Figure 4.

Primate CNV hotspots overlap functional regions. (a) CNVs were classified as intergenic, intronic, or exonic, based on whether any part of them overlapped with genes. Promoter regions were defined as the 2-kb region immediately upstream of the transcription start site of a gene. (b) Enrichment analysis for the HCR CNVs that overlap with exons of UCSC gene track. For calculating the significance independent of the size distribution, we generated 1,000 intervals that mimic the size distribution of the HCR CNVs and plotted the distribution of their genic overlap. The dotted red line indicates the number of observations, whereas the red-bins show the expected distribution (P < 0.001, Kolmogorov-Smirnov test). (c) The K values for all genes, genes that overlap with human CNVs, and genes that overlap with HCR CNVs.
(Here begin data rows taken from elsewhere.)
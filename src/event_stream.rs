//! Lazy event iterator with one-element peek and uniform error translation,
//! so a presenter or DOM composer never needs to know whether events came
//! from a live [`Parser`](crate::parser::Parser) or a buffer replay.
//!
//! Generalizes the "absorb everything behind one stable error kind" idea
//! already used by the `LexerError`/`ParserError`/`ConstructionError`
//! wrapping chain to any event producer via a small trait, rather than
//! requiring every caller to match on a concrete parser type.

use crate::error::{ParserError, StreamError};
use crate::event::Event;

/// Anything that can produce a document's worth of events one at a time.
/// Implemented by [`Parser`](crate::parser::Parser); a serializer that
/// manufactures events from native data implements it too.
pub trait EventProducer {
    fn produce(&mut self) -> Result<Option<Event>, ParserError>;
}

impl<S: crate::byte_source::ByteSource> EventProducer for crate::parser::Parser<S> {
    fn produce(&mut self) -> Result<Option<Event>, ParserError> {
        self.next_event()
    }
}

/// Wraps an [`EventProducer`], adding one-element peek and translating every
/// producer error into a single [`StreamError`] kind.
pub struct EventStream<P> {
    producer: P,
    peeked: Option<Event>,
    done: bool,
}

impl<P: EventProducer> EventStream<P> {
    pub fn new(producer: P) -> Self {
        EventStream {
            producer,
            peeked: None,
            done: false,
        }
    }

    fn pull(&mut self) -> Result<Option<Event>, StreamError> {
        self.producer
            .produce()
            .map_err(|e| StreamError::wrap("event producer failed", e))
    }

    /// Returns `true` once the stream is exhausted. Pulls from the producer
    /// if necessary to find out.
    pub fn finished(&mut self) -> Result<bool, StreamError> {
        if self.done {
            return Ok(true);
        }
        if self.peeked.is_some() {
            return Ok(false);
        }
        match self.pull()? {
            Some(ev) => {
                self.peeked = Some(ev);
                Ok(false)
            }
            None => {
                self.done = true;
                Ok(true)
            }
        }
    }

    /// Look at the next event without consuming it. Idempotent: repeated
    /// calls return the same event.
    pub fn peek(&mut self) -> Result<Option<&Event>, StreamError> {
        if self.finished()? {
            return Ok(None);
        }
        Ok(self.peeked.as_ref())
    }

    /// Consume and return the next event. Fails if the stream is already
    /// finished.
    pub fn next(&mut self) -> Result<Event, StreamError> {
        if let Some(ev) = self.peeked.take() {
            return Ok(ev);
        }
        match self.pull()? {
            Some(ev) => Ok(ev),
            None => {
                self.done = true;
                Err(StreamError {
                    message: "next() called on a finished event stream".to_string(),
                    cause: Box::new(std::io::Error::new(std::io::ErrorKind::UnexpectedEof, "no more events")),
                })
            }
        }
    }
}

#[cfg(test)]
mod tests {
    use super::*;
    use crate::byte_source::SliceSource;
    use crate::event::EventData;
    use crate::parser::Parser;

    #[test]
    fn peek_is_idempotent_and_does_not_consume() {
        let parser = Parser::new(SliceSource::new(b"a: 1\n").unwrap());
        let mut stream = EventStream::new(parser);
        let first = stream.peek().unwrap().map(|e| format!("{:?}", e.data));
        let second = stream.peek().unwrap().map(|e| format!("{:?}", e.data));
        assert_eq!(first, second);
        assert!(matches!(stream.next().unwrap().data, EventData::StartDocument));
    }

    #[test]
    fn finished_becomes_true_after_last_event() {
        let parser = Parser::new(SliceSource::new(b"a\n").unwrap());
        let mut stream = EventStream::new(parser);
        let mut count = 0;
        while !stream.finished().unwrap() {
            stream.next().unwrap();
            count += 1;
        }
        assert_eq!(count, 3); // StartDocument, Scalar, EndDocument
    }
}
//! Uniform byte-level input with line/column tracking, over either a
//! seekable in-memory buffer or a streaming reader.
//!
//! BOM sniffing and UTF-8/UTF-16/UTF-32 decoding to `char`, exposed behind a
//! small trait instead of being baked into the parser struct, so the
//! lexer's buffer management stays independent of where bytes actually come
//! from.

use std::collections::VecDeque;
use std::io::BufRead;

use crate::error::ReaderError;

/// A position in the source: byte index, 1-based line, 1-based column.
///
/// Columns are counted in bytes, not Unicode scalar values or grapheme
/// clusters — multi-byte UTF-8 sequences advance the column once per byte
/// consumed from the normalized `char` stream.
#[derive(Copy, Clone, Default, Debug, PartialEq, Eq)]
#[non_exhaustive]
pub struct Mark {
    pub index: u64,
    pub line: u64,
    pub column: u64,
}

impl std::fmt::Display for Mark {
    fn fmt(&self, f: &mut std::fmt::Formatter<'_>) -> std::fmt::Result {
        write!(f, "line {} column {}", self.line, self.column)
    }
}

/// Input encoding. `Any` means "sniff the BOM, default to UTF-8".
#[derive(Copy, Clone, Default, PartialEq, Eq, Debug)]
#[non_exhaustive]
pub enum Encoding {
    #[default]
    Any,
    Utf8,
    Utf16Le,
    Utf16Be,
    Utf32Le,
    Utf32Be,
}

const BOM_UTF8: &[u8] = b"\xEF\xBB\xBF";
const BOM_UTF16LE: &[u8] = b"\xFF\xFE";
const BOM_UTF16BE: &[u8] = b"\xFE\xFF";
const BOM_UTF32LE: &[u8] = b"\xFF\xFE\x00\x00";
const BOM_UTF32BE: &[u8] = b"\x00\x00\xFE\xFF";

/// Contract every lexer input source implements.
///
/// The source never allocates per-token; callers append bytes of interest
/// into the lexer's own reusable buffer instead of holding on to slices
/// returned here.
pub trait ByteSource {
    /// Look at the character `offset` positions ahead without consuming it.
    /// `None` means end of input.
    fn peek(&mut self, offset: usize) -> Result<Option<char>, ReaderError>;

    /// Consume `n` characters (CR, LF, and CRLF each count as exactly one
    /// line break and reset the column to 0).
    fn advance(&mut self, n: usize) -> Result<(), ReaderError>;

    fn mark(&self) -> Mark;

    /// The full text of the line currently being scanned, for error
    /// reporting (no trailing line break).
    fn current_line_text(&self) -> String;
}

fn is_break(ch: char) -> bool {
    matches!(ch, '\r' | '\n' | '\u{0085}' | '\u{2028}' | '\u{2029}')
}

fn is_printable(ch: char) -> bool {
    matches!(ch,
        '\t' | '\n' | '\x20'..='\x7e'
        | '\u{0085}'
        | '\u{00a0}'..='\u{d7ff}'
        | '\u{e000}'..='\u{fffd}'
        | '\u{10000}'..='\u{10ffff}'
    )
}

/// Shared decode-and-track-position logic used by both `ByteSource` impls.
struct Decoded {
    /// Decoded characters not yet consumed by the lexer.
    buffer: VecDeque<char>,
    mark: Mark,
    /// The text of the current line, rebuilt as characters are consumed.
    line_buf: String,
    eof: bool,
}

impl Decoded {
    fn new() -> Self {
        Decoded {
            buffer: VecDeque::new(),
            mark: Mark::default(),
            line_buf: String::new(),
            eof: false,
        }
    }

    fn push_char(&mut self, ch: char) -> Result<(), ReaderError> {
        if !is_printable(ch) {
            return Err(ReaderError::Problem {
                problem: "control characters are not allowed",
                offset: self.mark.index,
                value: ch as i64,
            });
        }
        self.buffer.push_back(ch);
        Ok(())
    }

    fn advance_one(&mut self) {
        let Some(ch) = self.buffer.pop_front() else {
            return;
        };
        self.mark.index += ch.len_utf8() as u64;
        if is_break(ch) {
            self.mark.line += 1;
            self.mark.column = 0;
            self.line_buf.clear();
        } else {
            self.mark.column += 1;
            self.line_buf.push(ch);
        }
    }
}

fn decode_utf8(raw: &mut VecDeque<u8>, offset: u64) -> Result<Option<char>, ReaderError> {
    let Some(&first) = raw.front() else {
        return Ok(None);
    };
    let width = if first & 0x80 == 0 {
        1
    } else if first & 0xE0 == 0xC0 {
        2
    } else if first & 0xF0 == 0xE0 {
        3
    } else if first & 0xF8 == 0xF0 {
        4
    } else {
        return Err(ReaderError::InvalidUtf8 {
            offset,
            value: first,
        });
    };
    if raw.len() < width {
        return Ok(None);
    }
    let bytes: Vec<u8> = raw.iter().take(width).copied().collect();
    let s = std::str::from_utf8(&bytes).map_err(|_| ReaderError::InvalidUtf8 {
        offset,
        value: first,
    })?;
    let ch = s.chars().next().expect("non-empty utf8 sequence");
    raw.drain(..width);
    Ok(Some(ch))
}

fn decode_utf16(
    raw: &mut VecDeque<u8>,
    big_endian: bool,
    offset: u64,
) -> Result<Option<char>, ReaderError> {
    if raw.len() < 2 {
        return Ok(None);
    }
    let unit = |b: [u8; 2]| -> u16 {
        if big_endian {
            u16::from_be_bytes(b)
        } else {
            u16::from_le_bytes(b)
        }
    };
    let first = unit([raw[0], raw[1]]);
    if (0xDC00..=0xDFFF).contains(&first) {
        return Err(ReaderError::InvalidUtf16 {
            offset,
            value: first,
        });
    }
    if (0xD800..=0xDBFF).contains(&first) {
        if raw.len() < 4 {
            return Ok(None);
        }
        let second = unit([raw[2], raw[3]]);
        if !(0xDC00..=0xDFFF).contains(&second) {
            return Err(ReaderError::InvalidUtf16 {
                offset,
                value: second,
            });
        }
        let value = 0x10000 + ((first as u32 - 0xD800) << 10) + (second as u32 - 0xDC00);
        let ch = char::from_u32(value).ok_or(ReaderError::InvalidUtf16 {
            offset,
            value: first,
        })?;
        raw.drain(..4);
        Ok(Some(ch))
    } else {
        let ch = char::from_u32(first as u32).ok_or(ReaderError::InvalidUtf16 {
            offset,
            value: first,
        })?;
        raw.drain(..2);
        Ok(Some(ch))
    }
}

fn decode_utf32(
    raw: &mut VecDeque<u8>,
    big_endian: bool,
    offset: u64,
) -> Result<Option<char>, ReaderError> {
    if raw.len() < 4 {
        return Ok(None);
    }
    let bytes = [raw[0], raw[1], raw[2], raw[3]];
    let value = if big_endian {
        u32::from_be_bytes(bytes)
    } else {
        u32::from_le_bytes(bytes)
    };
    let ch = char::from_u32(value).ok_or(ReaderError::InvalidUtf32 { offset, value })?;
    raw.drain(..4);
    Ok(Some(ch))
}

fn sniff_bom(raw: &VecDeque<u8>) -> (Encoding, usize) {
    let head: Vec<u8> = raw.iter().take(4).copied().collect();
    if head.starts_with(BOM_UTF32LE) {
        (Encoding::Utf32Le, 4)
    } else if head.starts_with(BOM_UTF32BE) {
        (Encoding::Utf32Be, 4)
    } else if head.starts_with(BOM_UTF16LE) {
        (Encoding::Utf16Le, 2)
    } else if head.starts_with(BOM_UTF16BE) {
        (Encoding::Utf16Be, 2)
    } else if head.starts_with(BOM_UTF8) {
        (Encoding::Utf8, 3)
    } else {
        (Encoding::Utf8, 0)
    }
}

/// A seekable in-memory source over a byte slice, transcoded once up front.
pub struct SliceSource {
    decoded: Decoded,
}

impl SliceSource {
    pub fn new(bytes: &[u8]) -> Result<Self, ReaderError> {
        Self::with_encoding(bytes, Encoding::Any)
    }

    pub fn with_encoding(bytes: &[u8], encoding: Encoding) -> Result<Self, ReaderError> {
        let mut raw: VecDeque<u8> = bytes.iter().copied().collect();
        let (encoding, bom_len) = if matches!(encoding, Encoding::Any) {
            sniff_bom(&raw)
        } else {
            (encoding, 0)
        };
        raw.drain(..bom_len);
        let mut decoded = Decoded::new();
        decoded.mark.index = bom_len as u64;
        loop {
            let next = match encoding {
                Encoding::Utf8 | Encoding::Any => decode_utf8(&mut raw, decoded.mark.index)?,
                Encoding::Utf16Le => decode_utf16(&mut raw, false, decoded.mark.index)?,
                Encoding::Utf16Be => decode_utf16(&mut raw, true, decoded.mark.index)?,
                Encoding::Utf32Le => decode_utf32(&mut raw, false, decoded.mark.index)?,
                Encoding::Utf32Be => decode_utf32(&mut raw, true, decoded.mark.index)?,
            };
            match next {
                Some(ch) => decoded.push_char(ch)?,
                None if raw.is_empty() => break,
                None => {
                    return Err(ReaderError::Problem {
                        problem: "incomplete multi-byte sequence at end of input",
                        offset: decoded.mark.index,
                        value: -1,
                    })
                }
            }
        }
        decoded.eof = true;
        Ok(SliceSource { decoded })
    }
}

impl ByteSource for SliceSource {
    fn peek(&mut self, offset: usize) -> Result<Option<char>, ReaderError> {
        Ok(self.decoded.buffer.get(offset).copied())
    }

    fn advance(&mut self, n: usize) -> Result<(), ReaderError> {
        for _ in 0..n {
            self.decoded.advance_one();
        }
        Ok(())
    }

    fn mark(&self) -> Mark {
        self.decoded.mark
    }

    fn current_line_text(&self) -> String {
        let mut s = self.decoded.line_buf.clone();
        for &ch in self.decoded.buffer.iter() {
            if is_break(ch) {
                break;
            }
            s.push(ch);
        }
        s
    }
}

/// A streaming source reading from any [`BufRead`], with bounded look-ahead.
pub struct ReaderSource<R> {
    reader: R,
    raw: VecDeque<u8>,
    decoded: Decoded,
    encoding: Encoding,
    want_encoding: Encoding,
    source_eof: bool,
}

const RAW_CHUNK: usize = 4096;
/// Keep enough decoded look-ahead for the longest lexer peek (plain-scalar
/// boundary scanning, `---`/`...` detection) without re-filling per byte.
const LOOKAHEAD: usize = 256;

impl<R: BufRead> ReaderSource<R> {
    pub fn new(reader: R) -> Self {
        Self::with_encoding(reader, Encoding::Any)
    }

    pub fn with_encoding(reader: R, encoding: Encoding) -> Self {
        ReaderSource {
            reader,
            raw: VecDeque::new(),
            decoded: Decoded::new(),
            encoding: Encoding::Any,
            want_encoding: encoding,
            source_eof: false,
        }
    }

    fn fill_raw(&mut self) -> Result<(), ReaderError> {
        if self.source_eof {
            return Ok(());
        }
        let mut chunk = vec![0u8; RAW_CHUNK];
        let n = std::io::Read::read(&mut self.reader, &mut chunk)?;
        if n == 0 {
            self.source_eof = true;
        } else {
            self.raw.extend(&chunk[..n]);
        }
        Ok(())
    }

    fn ensure_decoded(&mut self, want: usize) -> Result<(), ReaderError> {
        if !matches!(self.want_encoding, Encoding::Any) {
            self.encoding = self.want_encoding;
        } else if matches!(self.encoding, Encoding::Any) {
            while self.raw.len() < 4 && !self.source_eof {
                self.fill_raw()?;
            }
            let (enc, bom_len) = sniff_bom(&self.raw);
            self.encoding = enc;
            self.raw.drain(..bom_len);
            self.decoded.mark.index += bom_len as u64;
        }

        while self.decoded.buffer.len() < want {
            if self.raw.is_empty() && self.source_eof {
                self.decoded.eof = true;
                return Ok(());
            }
            let next = match self.encoding {
                Encoding::Utf8 | Encoding::Any => decode_utf8(&mut self.raw, self.decoded.mark.index)?,
                Encoding::Utf16Le => decode_utf16(&mut self.raw, false, self.decoded.mark.index)?,
                Encoding::Utf16Be => decode_utf16(&mut self.raw, true, self.decoded.mark.index)?,
                Encoding::Utf32Le => decode_utf32(&mut self.raw, false, self.decoded.mark.index)?,
                Encoding::Utf32Be => decode_utf32(&mut self.raw, true, self.decoded.mark.index)?,
            };
            match next {
                Some(ch) => self.decoded.push_char(ch)?,
                None => self.fill_raw()?,
            }
        }
        Ok(())
    }
}

impl<R: BufRead> ByteSource for ReaderSource<R> {
    fn peek(&mut self, offset: usize) -> Result<Option<char>, ReaderError> {
        self.ensure_decoded((offset + 1).max(LOOKAHEAD))?;
        Ok(self.decoded.buffer.get(offset).copied())
    }

    fn advance(&mut self, n: usize) -> Result<(), ReaderError> {
        self.ensure_decoded(n)?;
        for _ in 0..n {
            self.decoded.advance_one();
        }
        Ok(())
    }

    fn mark(&self) -> Mark {
        self.decoded.mark
    }

    fn current_line_text(&self) -> String {
        let mut s = self.decoded.line_buf.clone();
        for &ch in self.decoded.buffer.iter() {
            if is_break(ch) {
                break;
            }
            s.push(ch);
        }
        s
    }
}

#[cfg(test)]
mod tests {
    use super::*;

    #[test]
    fn tracks_line_and_column() {
        let mut src = SliceSource::new(b"ab\ncd").unwrap();
        assert_eq!(src.mark(), Mark { index: 0, line: 0, column: 0 });
        src.advance(3).unwrap();
        assert_eq!(src.mark().line, 1);
        assert_eq!(src.mark().column, 0);
    }

    #[test]
    fn strips_utf8_bom() {
        let mut bytes = BOM_UTF8.to_vec();
        bytes.extend_from_slice(b"x");
        let mut src = SliceSource::new(&bytes).unwrap();
        assert_eq!(src.peek(0).unwrap(), Some('x'));
    }

    #[test]
    fn current_line_text_excludes_break() {
        let mut src = SliceSource::new(b"hello\nworld").unwrap();
        src.advance(2).unwrap();
        assert_eq!(src.current_line_text(), "hello");
    }
}
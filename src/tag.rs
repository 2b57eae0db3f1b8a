//! Tag interning: URI strings in and out of compact [`TagId`]s, plus
//! shorthand (`!!foo`, `!prefix!suffix`) expansion via a configurable
//! secondary prefix and the `%TAG` directive table.
//!
//! Tags flow through the rest of the crate as `Copy` ids rather than cloned
//! `String`s, generalizing the well-known tag constants (`NULL_TAG`,
//! `BOOL_TAG`, ...) and the `%TAG` directive bookkeeping
//! (`tag_directives: Vec<TagDirective>`, the default `!` / `!!` handles)
//! into one interning table that [`Event`](crate::event::Event) can carry
//! a [`TagId`] against instead.

use std::collections::HashMap;

/// An opaque, interned tag identifier. `TagId::NON_SPECIFIC` (`!`) and
/// `TagId::UNRESOLVED` (`?`) are always registered in every library.
#[derive(Copy, Clone, PartialEq, Eq, Hash, Debug)]
pub struct TagId(u32);

impl TagId {
    /// The non-specific, explicitly-untyped tag `!`.
    pub const NON_SPECIFIC: TagId = TagId(0);
    /// The non-specific, unresolved tag `?` (the default for untagged
    /// plain/quoted scalars and collections before schema resolution).
    pub const UNRESOLVED: TagId = TagId(1);
}

pub const NULL_TAG: &str = "tag:yaml.org,2002:null";
pub const BOOL_TAG: &str = "tag:yaml.org,2002:bool";
pub const STR_TAG: &str = "tag:yaml.org,2002:str";
pub const INT_TAG: &str = "tag:yaml.org,2002:int";
pub const FLOAT_TAG: &str = "tag:yaml.org,2002:float";
pub const SEQ_TAG: &str = "tag:yaml.org,2002:seq";
pub const MAP_TAG: &str = "tag:yaml.org,2002:map";

pub const OMAP_TAG: &str = "tag:yaml.org,2002:omap";
pub const PAIRS_TAG: &str = "tag:yaml.org,2002:pairs";
pub const SET_TAG: &str = "tag:yaml.org,2002:set";
pub const BINARY_TAG: &str = "tag:yaml.org,2002:binary";
pub const MERGE_TAG: &str = "tag:yaml.org,2002:merge";
pub const TIMESTAMP_TAG: &str = "tag:yaml.org,2002:timestamp";
pub const VALUE_TAG: &str = "tag:yaml.org,2002:value";
pub const YAML_TAG: &str = "tag:yaml.org,2002:yaml";

pub const DEFAULT_SECONDARY_PREFIX: &str = "tag:yaml.org,2002:";

const CORE_TAGS: &[&str] = &[STR_TAG, SEQ_TAG, MAP_TAG, NULL_TAG, BOOL_TAG, INT_TAG, FLOAT_TAG];
const EXTENDED_TAGS: &[&str] = &[
    OMAP_TAG,
    PAIRS_TAG,
    SET_TAG,
    BINARY_TAG,
    MERGE_TAG,
    TIMESTAMP_TAG,
    VALUE_TAG,
    YAML_TAG,
];

/// Interns tag URIs to [`TagId`]s and resolves `!!`/custom shorthand
/// prefixes. Designed to outlive many parse/present passes — the id table
/// only grows.
pub struct TagLibrary {
    uris: Vec<String>,
    ids: HashMap<String, TagId>,
    secondary_prefix: String,
}

impl TagLibrary {
    fn empty(secondary_prefix: impl Into<String>) -> Self {
        let mut lib = TagLibrary {
            uris: Vec::new(),
            ids: HashMap::new(),
            secondary_prefix: secondary_prefix.into(),
        };
        assert_eq!(lib.register("!"), TagId::NON_SPECIFIC);
        assert_eq!(lib.register("?"), TagId::UNRESOLVED);
        lib
    }

    /// A library with only the ten core-schema tags pre-registered.
    pub fn core() -> Self {
        let mut lib = Self::empty(DEFAULT_SECONDARY_PREFIX);
        for uri in CORE_TAGS {
            lib.register(uri);
        }
        lib
    }

    /// A library with the core tags plus the commonly used extended set
    /// (`!!omap`, `!!pairs`, `!!set`, `!!binary`, `!!merge`, `!!timestamp`,
    /// `!!value`, `!!yaml`).
    pub fn extended() -> Self {
        let mut lib = Self::core();
        for uri in EXTENDED_TAGS {
            lib.register(uri);
        }
        lib
    }

    /// Intern a URI, returning its existing id if already registered.
    /// Idempotent: interning the same URI twice returns the same id.
    pub fn register(&mut self, uri: &str) -> TagId {
        if let Some(&id) = self.ids.get(uri) {
            return id;
        }
        let id = TagId(self.uris.len() as u32);
        self.uris.push(uri.to_string());
        self.ids.insert(uri.to_string(), id);
        id
    }

    /// Look up the URI for an id. Panics if the id was not produced by this
    /// library (ids are not portable across `TagLibrary` instances).
    pub fn uri(&self, id: TagId) -> &str {
        &self.uris[id.0 as usize]
    }

    pub fn secondary_prefix(&self) -> &str {
        &self.secondary_prefix
    }

    pub fn set_secondary_prefix(&mut self, prefix: impl Into<String>) {
        self.secondary_prefix = prefix.into();
    }

    /// Expand a `!handle!suffix` shorthand into a full URI using the
    /// supplied `%TAG` directive table (handle -> prefix), falling back to
    /// the built-in defaults `! -> !` and `!! -> <secondary prefix>`.
    pub fn expand_shorthand(&self, handle: &str, suffix: &str, directives: &[(String, String)]) -> String {
        if let Some((_, prefix)) = directives.iter().find(|(h, _)| h == handle) {
            return format!("{prefix}{suffix}");
        }
        match handle {
            "!!" => format!("{}{}", self.secondary_prefix, suffix),
            "!" => format!("!{suffix}"),
            other => format!("{other}{suffix}"),
        }
    }

    /// Register and intern the full URI for a shorthand tag in one step.
    pub fn register_shorthand(
        &mut self,
        handle: &str,
        suffix: &str,
        directives: &[(String, String)],
    ) -> TagId {
        let uri = self.expand_shorthand(handle, suffix, directives);
        self.register(&uri)
    }
}

impl Default for TagLibrary {
    fn default() -> Self {
        Self::extended()
    }
}

#[cfg(test)]
mod tests {
    use super::*;

    #[test]
    fn interning_is_idempotent() {
        let mut lib = TagLibrary::core();
        let a = lib.register("tag:example.com,2024:widget");
        let b = lib.register("tag:example.com,2024:widget");
        assert_eq!(a, b);
        assert_eq!(lib.uri(a), "tag:example.com,2024:widget");
    }

    #[test]
    fn core_tags_preregistered() {
        let mut lib = TagLibrary::core();
        let again = lib.register(STR_TAG);
        assert_eq!(lib.uri(again), STR_TAG);
    }

    #[test]
    fn shorthand_expands_against_default_secondary_prefix() {
        let lib = TagLibrary::core();
        assert_eq!(lib.expand_shorthand("!!", "str", &[]), STR_TAG);
    }

    #[test]
    fn shorthand_expands_against_tag_directive() {
        let lib = TagLibrary::core();
        let directives = vec![("!e!".to_string(), "tag:example.com,2024:".to_string())];
        assert_eq!(
            lib.expand_shorthand("!e!", "widget", &directives),
            "tag:example.com,2024:widget"
        );
    }
}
We plot here the density of K values, which is a measure of positive selection [18]. The genes that overlap with HCR CNVs have significantly lower K values (P < 0.001, Kolmogorov-Smirnov test), indicating that they are more likely to evolve under positive selection. (d) A cumulative fraction plot of conservation for primate hotspot and non-hotspot CNVs. Conservations scores were obtained using the phastCons on 17-species multiz track from the UCSC Genome Browser [31]. The D and P-values were calculated using a Kolmogorov-Smirnov test. Combined, these data indicate that most of the genes overlapping HCR CNVs are evolving under lineage-specific positive selection.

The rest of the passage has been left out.